Released on June 25, 1993, the film was a commercial success, grossing $117.2 million on a $35 million budget despite receiving negative reviews from critics. A direct-to-video sequel called Dennis the Menace Strikes Again was later released in 1998 without the cast from this film. A second direct-to-video sequel called A Dennis the Menace Christmas was released in 2007 with a different cast from both this film and the second one.


Plot


Five-year-old Dennis Mitchell is a constant source of mischief, especially to his retired next door neighbor George Wilson. George pretends to be asleep to avoid Dennis, who mistakes this for illness and shoots an aspirin into George’s mouth with a slingshot. Dennis' parents, Henry and Alice, try to discipline him as they get ready for work, and leave him with his friend, Joey McDonald, at the home of their classmate Margaret Wade, whom they dislike. As the three children fix up an abandoned treehouse in the woods, itinerant criminal Switchblade Sam arrives in town.

Vacuuming up spilt paint in the garage, Dennis inadvertently shoots a glob of it onto George’s barbecue grill; tasting it, he suspects Dennis. The Mitchells leave Dennis with a teenage babysitter named Polly, who invites her boyfriend, Mickey, over. Sneaking outside, Dennis pranks them by ringing the doorbell and hiding until Mickey tapes a thumbtack to it. George investigates the vacuum in the Mitchells' garage and accidentally shoots himself in the gonads with a golf ball. Hoping to confront the Mitchells, he pricks his thumb on the tack; mistaking him for the prankster, Polly and Mickey douse him with water and flour. Switchblade Sam commits a string of robberies throughout town, and is noticed by Chief Bennett.

Bringing the sleeping George an apology card, Dennis plays with his dentures, loses the two front teeth, and replaces them with Chiclets just before he has his picture taken for the local newspaper. Henry and Alice both leave on business trips, but are unable to find anyone willing to babysit Dennis. George's wife, Martha, agrees to let him stay with them, happy to treat him as the child they never had. George is infuriated by slipping in Dennis' spilt bath water, and discovering Dennis has replaced his nasal spray with mouthwash and the latter with toilet cleanser. Dennis lets his dog, Ruff, inside the Wilsons’ house, leading George to mistake him for Martha in the dark living room. In the attic, Dennis' carelessness causes George to slip on mothballs and nearly crushes him with a canoe which contains the garden lanterns he's looking for.

George has been chosen to host his garden club's "Summer Floraganza", having spent almost forty years growing a rare orchid that will finally bloom that night. During the party, Dennis presses the garage door button, and it opens and upends the entire dessert table, and is angrily sent inside.
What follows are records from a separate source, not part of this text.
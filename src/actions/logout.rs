//! The `logout` request.

use crate::client::Session;
use crate::error::SsoError;
use crate::models::{ActionPayload, LogoutActionDetails};

/// Log the current user out.
///
/// Local authentication state and user are cleared immediately and
/// synchronously — client-local logout happens whatever the broker round
/// trip later reports — then the server-side logout request is posted.
///
/// # Errors
///
/// Returns [`SsoError::MissingBrokerFrame`] when no frame is registered; the
/// local state is cleared regardless.
pub fn logout_action(
    id: &str,
    session: &mut Session,
    client_only_logout: bool,
    redirect_to_login: bool,
    encoded_client_state: Option<String>,
) -> Result<(), SsoError> {
    session.state.clear_authentication();

    super::post_to_broker(
        session,
        ActionPayload::Logout(LogoutActionDetails {
            id: id.to_owned(),
            redirect_unauthenticated: redirect_to_login,
            redirect_uri: session.config.redirect_uri.clone(),
            client_state: encoded_client_state,
            client_only_logout,
        }),
    )
}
While the Wilsons and their guests await the flower’s nocturnal display, Switchblade Sam robs the house, stealing George’s antique coin collection. Dennis alerts George, distracting everyone from the flower's brief blooming, and it dies afterward. Furious and unaware that he has been robbed, George chastises Dennis, who flees to the woods in sadness and is caught by Switchblade Sam. Henry and Alice arrive home to learn he has disappeared, prompting a town-wide search, and even a guilt-ridden George sets out to find him after realizing that he was telling the truth about the robbery.

Switchblade Sam prepares to leave town with Dennis as an unsuspecting hostage. Showing him the proper way to tie him up, Dennis handcuffs him, loses the key, unintentionally bludgeons him, and sets him on fire. Just as Dennis discovers George’s stolen coins and realizes Switchblade Sam is a thief, Switchblade Sam attempts to stab him but is snared in a rope caught by a passing train. The next morning, Dennis returns home with the captured Switchblade Sam and George's recovered coins, to the relief of George and the entire neighborhood. Switchblade Sam is arrested, and Dennis naïvely returns his knife and he attempts to stab him with it, but Chief Bennett closes the police car door on his hand, causing him to drop the knife down a storm drain and wince in pain before being driven away.
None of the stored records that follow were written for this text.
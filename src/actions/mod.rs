//! Action dispatch: one operation per supported broker action.
//!
//! Each operation either posts a structured [`Action`] to the broker frame,
//! performs a local navigation to the broker's authorization endpoint, or
//! resolves locally through the callback registry without any broker round
//! trip.

mod authorize;
mod check_authentication;
mod initialize;
mod logout;
mod redeem_code;
mod refresh_tokens;

pub use authorize::authorize_action;
pub use check_authentication::check_authentication_action;
pub use initialize::initialize_action;
pub use logout::logout_action;
pub use redeem_code::redeem_code_action;
pub use refresh_tokens::refresh_tokens_action;

use crate::client::Session;
use crate::error::SsoError;
use crate::models::{Action, ActionPayload};

/// Post one action message to the broker frame
pub(crate) fn post_to_broker(session: &Session, payload: ActionPayload) -> Result<(), SsoError> {
    let frame = session.config.frame()?;
    let action = Action::new(session.config.client_id.clone(), payload);
    log::debug!("posting {} action to broker", action.kind());
    frame.post_message(&action);
    Ok(())
}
Dennis and George make amends, and Alice mentions that she can bring Dennis to work with her as her office now has a day care center. George insists he would be happy to watch Dennis himself, just as Dennis accidentally flings a flaming marshmallow onto his forehead. During the closing credits, Dennis gets his mother's condescending coworker, Andrea, caught in the office copy machine.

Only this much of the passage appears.